The attack was caught early on and BW personnel were able to keep the attackers from completing their task, but recovering the network and strengthening security to prevent future attacks kept the entire BW network and internet system down from Jan. 29 to Feb. 1.

“The morning the attack happened, we had one of our Helpdesk personnel notice that things (on the network) were out of sorts and not running in an optimal situation,” said Greg Flanik, chief information officer at the BW Information Technology department. As the department further investigated the disturbance, they realized that it was not a network issue but an outside party attempting to gain access to the network.

“They were attempting to do a ransomware attack,” said Flanik. “When installed on the system, it locks all of the files so when you boot up your computer all of your data and programs are locked.” He explained that oftentimes, this kind of attack is accompanied by a note with contact information, a promise to unlock a certain number of files as proof that they are able to decrypt them, and a ransom amount.

“In this case, they were setting up the attack. I believe there were two employees who had their computers completely ransomed. We were left with that Friday morning and we just kind of knew that it would be a long day.” The typical time it takes for a school to recover from an attack like this is two to four weeks. In March 2020, Otterbein University in Westerville, Ohio experienced a similar attack. Their networks were hit shortly after making a switch to all online classes due to the COVID-19 pandemic. Their networks were down for about 3 weeks.

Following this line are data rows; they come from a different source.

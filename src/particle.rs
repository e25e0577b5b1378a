//! Particles and the particle arena.
//!
//! Particles live in a generational [`SlotMap`]. Relations between
//! particles (bonds, chains, coral anchors) are [`ParticleId`] handles, so a
//! removed particle's slot being reused can never be mistaken for the
//! original referent.
//!
//! Removal is two-phase: [`Particles::remove`] only tombstones, and
//! [`Particles::compact`] drops tombstoned particles and nulls every
//! relation pointing at them. The force accumulator compacts once per pass.

use glam::{Vec2, Vec3};
use slotmap::{new_key_type, SecondaryMap, SlotMap};
use std::collections::VecDeque;

new_key_type! {
    /// Stable handle for a particle backed by a generational slot map.
    pub struct ParticleId;
}

/// Number of positions kept in a particle's echo history.
pub const HISTORY_LEN: usize = 30;

/// Particle species, which doubles as the shape tag for rendering.
#[derive(Clone, Copy, Debug, Default, PartialEq, Eq, Hash)]
pub enum Species {
    #[default]
    Dust,
    Spark,
    Orb,
    Shard,
    Comet,
    Star,
}

impl Species {
    /// All species in catalog order.
    pub const ALL: [Species; 6] = [
        Species::Dust,
        Species::Spark,
        Species::Orb,
        Species::Shard,
        Species::Comet,
        Species::Star,
    ];

    /// Radius at or below which a particle of this species is removed.
    pub fn min_radius(&self) -> f32 {
        match self {
            Species::Dust => 0.3,
            Species::Spark => 0.2,
            Species::Orb => 0.6,
            Species::Shard => 0.25,
            Species::Comet => 0.4,
            Species::Star => 0.5,
        }
    }

    /// Base radius range for freshly spawned particles.
    pub fn radius_range(&self) -> (f32, f32) {
        match self {
            Species::Dust => (1.0, 2.5),
            Species::Spark => (0.8, 1.8),
            Species::Orb => (2.5, 5.0),
            Species::Shard => (1.2, 2.4),
            Species::Comet => (1.5, 3.0),
            Species::Star => (2.0, 4.0),
        }
    }

    /// Resolve a species by its lowercase name.
    pub fn from_name(name: &str) -> Option<Self> {
        match name.to_ascii_lowercase().as_str() {
            "dust" => Some(Species::Dust),
            "spark" => Some(Species::Spark),
            "orb" => Some(Species::Orb),
            "shard" => Some(Species::Shard),
            "comet" => Some(Species::Comet),
            "star" => Some(Species::Star),
            _ => None,
        }
    }

    /// Index used by the renderer to pick a shape.
    pub fn shape_index(&self) -> u32 {
        *self as u32
    }

    /// Parity used by species-sensitive forces such as `magnetize`.
    pub fn polarity(&self) -> f32 {
        if self.shape_index() % 2 == 0 {
            1.0
        } else {
            -1.0
        }
    }
}

/// A single simulated particle.
#[derive(Clone, Debug)]
pub struct Particle {
    pub pos: Vec2,
    pub vel: Vec2,
    pub radius: f32,
    /// Reference radius for decay and pulse math. Never mutated.
    pub initial_radius: f32,
    pub color: Vec3,
    /// Locked colors are ignored by ambient recoloring.
    pub color_locked: bool,
    pub opacity: f32,
    pub species: Species,

    pub infected: bool,
    pub crystalized: bool,
    pub entangled: bool,
    pub coral: bool,

    /// Remaining sub-steps of a fade-out.
    pub fading: u32,
    /// Remaining sub-steps of a consumption (shrink to nothing).
    pub consumed: u32,
    /// Remaining sub-steps of an unravelling.
    pub unravelling: u32,

    pub bond: Option<ParticleId>,
    pub chain_parent: Option<ParticleId>,
    pub chain_child: Option<ParticleId>,
    pub coral_anchor: Option<ParticleId>,

    /// Per-particle random phase in `0..1`.
    pub seed: f32,
    /// Recent positions, oldest first.
    pub history: VecDeque<Vec2>,
    /// Sub-steps lived.
    pub age: u64,
    /// Spawn order; smaller is older. Assigned by the arena.
    pub serial: u64,

    tombstoned: bool,
}

impl Particle {
    /// Create a particle with the given kinematics and appearance.
    pub fn new(pos: Vec2, vel: Vec2, radius: f32, color: Vec3, species: Species, seed: f32) -> Self {
        let radius = radius.max(0.0);
        Self {
            pos,
            vel,
            radius,
            initial_radius: radius,
            color,
            color_locked: false,
            opacity: 1.0,
            species,
            infected: false,
            crystalized: false,
            entangled: false,
            coral: false,
            fading: 0,
            consumed: 0,
            unravelling: 0,
            bond: None,
            chain_parent: None,
            chain_child: None,
            coral_anchor: None,
            seed,
            history: VecDeque::new(),
            age: 0,
            serial: 0,
            tombstoned: false,
        }
    }

    /// Copy of this particle suitable for spawning as a new particle.
    ///
    /// Relations, countdowns and history are not inherited.
    pub fn offspring(&self) -> Self {
        let mut child = Particle::new(
            self.pos,
            self.vel,
            self.radius,
            self.color,
            self.species,
            self.seed,
        );
        child.initial_radius = self.initial_radius;
        child.color_locked = self.color_locked;
        child.opacity = self.opacity;
        child.infected = self.infected;
        child
    }

    /// Whether any removal countdown is running.
    pub fn is_dying(&self) -> bool {
        self.fading > 0 || self.consumed > 0 || self.unravelling > 0
    }

    /// Start a fade-out unless a countdown is already running.
    ///
    /// Countdowns are never restarted, so the measured quantity keeps
    /// decreasing monotonically.
    pub fn start_fading(&mut self, steps: u32) {
        if self.fading == 0 && steps > 0 {
            self.fading = steps;
        }
    }

    /// Start a consumption unless one is already running.
    pub fn start_consumed(&mut self, steps: u32) {
        if self.consumed == 0 && steps > 0 {
            self.consumed = steps;
        }
    }

    /// Start an unravelling unless one is already running.
    pub fn start_unravelling(&mut self, steps: u32) {
        if self.unravelling == 0 && steps > 0 {
            self.unravelling = steps;
        }
    }

    /// Cancel every countdown without restoring what they took.
    pub fn mend(&mut self) {
        self.fading = 0;
        self.consumed = 0;
        self.unravelling = 0;
    }

    /// Set opacity, clamped to `0..=1`.
    pub fn set_opacity(&mut self, opacity: f32) {
        self.opacity = if opacity.is_nan() { 0.0 } else { opacity.clamp(0.0, 1.0) };
    }

    /// Set radius, clamped to be non-negative.
    pub fn set_radius(&mut self, radius: f32) {
        self.radius = if radius.is_nan() { 0.0 } else { radius.max(0.0) };
    }

    /// Whether the radius has fallen to the species floor.
    pub fn below_floor(&self) -> bool {
        self.radius <= self.species.min_radius()
    }

    /// Record the current position in the echo history.
    pub fn record_history(&mut self) {
        if self.history.len() == HISTORY_LEN {
            self.history.pop_front();
        }
        self.history.push_back(self.pos);
    }

    /// Whether this particle has been removed but not yet compacted.
    pub fn is_tombstoned(&self) -> bool {
        self.tombstoned
    }
}

/// The particle collection.
///
/// Iteration is insertion order, which keeps seeded runs deterministic.
#[derive(Clone, Debug)]
pub struct Particles {
    arena: SlotMap<ParticleId, Particle>,
    order: Vec<ParticleId>,
    live: usize,
    cap: usize,
    next_serial: u64,
}

impl Particles {
    /// Create an empty collection holding at most `cap` live particles.
    pub fn new(cap: usize) -> Self {
        Self {
            arena: SlotMap::with_key(),
            order: Vec::new(),
            live: 0,
            cap: cap.max(1),
            next_serial: 0,
        }
    }

    /// Maximum number of live particles.
    pub fn cap(&self) -> usize {
        self.cap
    }

    /// Number of live (non-tombstoned) particles.
    pub fn len(&self) -> usize {
        self.live
    }

    /// Whether there are no live particles.
    pub fn is_empty(&self) -> bool {
        self.live == 0
    }

    /// Insert a particle, dropping the oldest live particles past the cap.
    pub fn spawn(&mut self, mut particle: Particle) -> ParticleId {
        particle.serial = self.next_serial;
        particle.tombstoned = false;
        self.next_serial += 1;

        let id = self.arena.insert(particle);
        self.order.push(id);
        self.live += 1;

        if self.live > self.cap {
            let excess = self.live - self.cap;
            let oldest: Vec<ParticleId> = self
                .order
                .iter()
                .copied()
                .filter(|&other| other != id && self.contains(other))
                .take(excess)
                .collect();
            for other in oldest {
                self.remove(other);
            }
        }
        id
    }

    /// Whether `id` refers to a live particle.
    pub fn contains(&self, id: ParticleId) -> bool {
        self.arena.get(id).is_some_and(|p| !p.tombstoned)
    }

    /// Live particle by handle.
    pub fn get(&self, id: ParticleId) -> Option<&Particle> {
        self.arena.get(id).filter(|p| !p.tombstoned)
    }

    /// Mutable live particle by handle.
    pub fn get_mut(&mut self, id: ParticleId) -> Option<&mut Particle> {
        self.arena.get_mut(id).filter(|p| !p.tombstoned)
    }

    /// Tombstone a particle. Returns `true` only the first time.
    pub fn remove(&mut self, id: ParticleId) -> bool {
        match self.arena.get_mut(id) {
            Some(p) if !p.tombstoned => {
                p.tombstoned = true;
                self.live -= 1;
                true
            }
            _ => false,
        }
    }

    /// Drop tombstoned particles and null relations pointing at them.
    ///
    /// Returns how many particles were dropped.
    pub fn compact(&mut self) -> usize {
        let dead: SecondaryMap<ParticleId, ()> = self
            .order
            .iter()
            .copied()
            .filter(|&id| self.arena.get(id).is_some_and(|p| p.tombstoned))
            .map(|id| (id, ()))
            .collect();
        if dead.is_empty() {
            return 0;
        }

        for id in dead.keys() {
            self.arena.remove(id);
        }
        let arena = &self.arena;
        self.order.retain(|id| arena.contains_key(*id));

        for p in self.arena.values_mut() {
            for link in [
                &mut p.bond,
                &mut p.chain_parent,
                &mut p.chain_child,
                &mut p.coral_anchor,
            ] {
                if link.is_some_and(|other| dead.contains_key(other)) {
                    *link = None;
                }
            }
            if p.bond.is_none() {
                p.entangled = false;
            }
        }
        dead.len()
    }

    /// Handles of live particles in insertion order.
    pub fn ids(&self) -> Vec<ParticleId> {
        self.order
            .iter()
            .copied()
            .filter(|&id| self.contains(id))
            .collect()
    }

    /// Live particles in insertion order.
    pub fn iter(&self) -> impl Iterator<Item = (ParticleId, &Particle)> {
        self.order.iter().filter_map(move |&id| {
            self.arena
                .get(id)
                .filter(|p| !p.tombstoned)
                .map(|p| (id, p))
        })
    }

    /// Mutable access to every live particle, in slot order.
    pub fn values_mut(&mut self) -> impl Iterator<Item = &mut Particle> {
        self.arena.values_mut().filter(|p| !p.tombstoned)
    }

    /// Remove everything.
    pub fn clear(&mut self) {
        self.arena.clear();
        self.order.clear();
        self.live = 0;
    }

    /// Nearest live particle to `pos` within `max_dist`, excluding `skip`.
    pub fn nearest(&self, pos: Vec2, max_dist: f32, skip: Option<ParticleId>) -> Option<ParticleId> {
        let max_sq = max_dist * max_dist;
        let mut best: Option<(ParticleId, f32)> = None;
        for (id, p) in self.iter() {
            if Some(id) == skip {
                continue;
            }
            let d = p.pos.distance_squared(pos);
            if d <= max_sq && best.map_or(true, |(_, bd)| d < bd) {
                best = Some((id, d));
            }
        }
        best.map(|(id, _)| id)
    }

    /// Live particles within `radius` of `pos`, in insertion order.
    pub fn within(&self, pos: Vec2, radius: f32) -> Vec<ParticleId> {
        let r_sq = radius * radius;
        self.iter()
            .filter(|(_, p)| p.pos.distance_squared(pos) <= r_sq)
            .map(|(id, _)| id)
            .collect()
    }
}
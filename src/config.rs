//! Canvas configuration.
//!
//! Everything tunable that is not part of a universe profile: canvas size,
//! resource caps, energy constants and the frame rate. Stored as JSON; any
//! field missing from the file takes its default.

use crate::energy::EnergyConfig;
use crate::error::ConfigError;
use serde::{Deserialize, Serialize};
use std::path::Path;

#[derive(Clone, Debug, PartialEq, Serialize, Deserialize)]
#[serde(default)]
pub struct CanvasConfig {
    /// Canvas width in pixels.
    pub width: f32,
    /// Canvas height in pixels.
    pub height: f32,
    /// Hard particle cap; spawning past it drops the oldest particles.
    pub particle_cap: usize,
    /// Overrides the profile's initial particle count when set.
    pub particle_count: Option<usize>,
    /// Upper bound on time-dilation sub-steps per particle per frame.
    pub max_substeps: u32,
    /// Distance outside the canvas before an unbounded particle is recycled.
    pub recycle_margin: f32,
    /// Simulation rate in frames per second.
    pub frame_rate: f32,
    pub energy: EnergyConfig,
}

impl Default for CanvasConfig {
    fn default() -> Self {
        Self {
            width: 1280.0,
            height: 720.0,
            particle_cap: 3000,
            particle_count: None,
            max_substeps: 4,
            recycle_margin: 200.0,
            frame_rate: 60.0,
            energy: EnergyConfig::default(),
        }
    }
}

impl CanvasConfig {
    /// Parse and validate a configuration from JSON.
    pub fn from_json(json: &str) -> Result<Self, ConfigError> {
        let config: Self = serde_json::from_str(json)?;
        config.validate()?;
        Ok(config)
    }

    /// Load and validate a configuration file.
    pub fn load(path: impl AsRef<Path>) -> Result<Self, ConfigError> {
        let text = std::fs::read_to_string(path)?;
        Self::from_json(&text)
    }

    /// Save as pretty JSON.
    pub fn save(&self, path: impl AsRef<Path>) -> Result<(), ConfigError> {
        std::fs::write(path, serde_json::to_string_pretty(self)?)?;
        Ok(())
    }

    /// Reject values the simulation cannot run with.
    pub fn validate(&self) -> Result<(), ConfigError> {
        if !(self.width > 0.0 && self.height > 0.0) {
            return Err(ConfigError::Invalid("canvas size must be positive"));
        }
        if self.particle_cap == 0 {
            return Err(ConfigError::Invalid("particle_cap must be at least 1"));
        }
        if self.max_substeps == 0 {
            return Err(ConfigError::Invalid("max_substeps must be at least 1"));
        }
        if !(self.frame_rate > 0.0) {
            return Err(ConfigError::Invalid("frame_rate must be positive"));
        }
        if self.recycle_margin < 0.0 {
            return Err(ConfigError::Invalid("recycle_margin must not be negative"));
        }
        if !(self.energy.max_energy > 0.0) {
            return Err(ConfigError::Invalid("energy.max_energy must be positive"));
        }
        Ok(())
    }
}

#[cfg(test)]
mod tests {
    use super::*;

    #[test]
    fn test_default_is_valid() {
        assert!(CanvasConfig::default().validate().is_ok());
    }

    #[test]
    fn test_partial_json_uses_defaults() {
        let config = CanvasConfig::from_json(r#"{ "width": 640, "energy": { "rise_rate": 5 } }"#).unwrap();
        assert_eq!(config.width, 640.0);
        assert_eq!(config.height, 720.0);
        assert_eq!(config.energy.rise_rate, 5.0);
        assert_eq!(config.energy.max_energy, 1000.0);
    }

    #[test]
    fn test_rejects_bad_values() {
        let err = CanvasConfig::from_json(r#"{ "particle_cap": 0 }"#).unwrap_err();
        assert!(matches!(err, ConfigError::Invalid(_)));
        let err = CanvasConfig::from_json(r#"{ "height": -1 }"#).unwrap_err();
        assert!(matches!(err, ConfigError::Invalid(_)));
    }

    #[test]
    fn test_save_and_load() {
        let path = std::env::temp_dir().join(format!("celestial-config-{}.json", std::process::id()));
        let config = CanvasConfig {
            particle_cap: 123,
            ..CanvasConfig::default()
        };
        config.save(&path).unwrap();
        let loaded = CanvasConfig::load(&path).unwrap();
        std::fs::remove_file(&path).ok();
        assert_eq!(loaded, config);
    }
}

“Unfortunately, it was our turn,” said Flanik. He acknowledged that BW was lucky to be able to get the network back up and running over a single weekend. “We spent all day and all evening Friday, Saturday, and Sunday attempting to recover critical components and testing them to make sure the back-ups weren’t affected.”

The hope of the IT department was to get things up and running in time to hold classes on Tuesday morning, but it wasn’t looking realistic on Monday night. “It was one of those things where were just so close and if we could just have 30 more minutes, we’re there. And then 9:30 p.m. came and we asked for another 30 minutes. Unfortunately, when it came to 10 p.m., we just had one missing piece and we weren’t sure that we were going to get it.”

It was around that time that the IT department was about to pull the plug on classes for Tuesday morning, but the second the call to cancel classes was made, the final pieces to bring everything back up were put into place. The following week was spent slowly bringing the remaining network programs online. “It wasn’t that we weren’t able to get them back up quick as much as we needed to get the right security measures in place. We have worked with an outside firm that understands these incidents and can give guidance.”

While the department managed to get the network up in about four days, two days of classes were still missed. With many classes run primarily online, having any amount of a network outage can take a toll.

“The cyberattack caused my Monday night class to be canceled, which set us behind in course work,” said Digital Media and Design Professor, Sara Wichtendahl. “I had to extend deadlines and due dates, which is causing some overlaps in work due to trying to keep the class on target.”

Despite the setbacks, Wichtendahl said that the situation was handled the best that it could have been. “I believe BW did a great job keeping staff informed of the situation as it unfolded. I know this was a very stressful time for the administration and they kept the staff and students updated. I think IT really pulled a miracle on getting us up and running as fast as they did and they should be commended for all their hard work,” said Wichtendahl.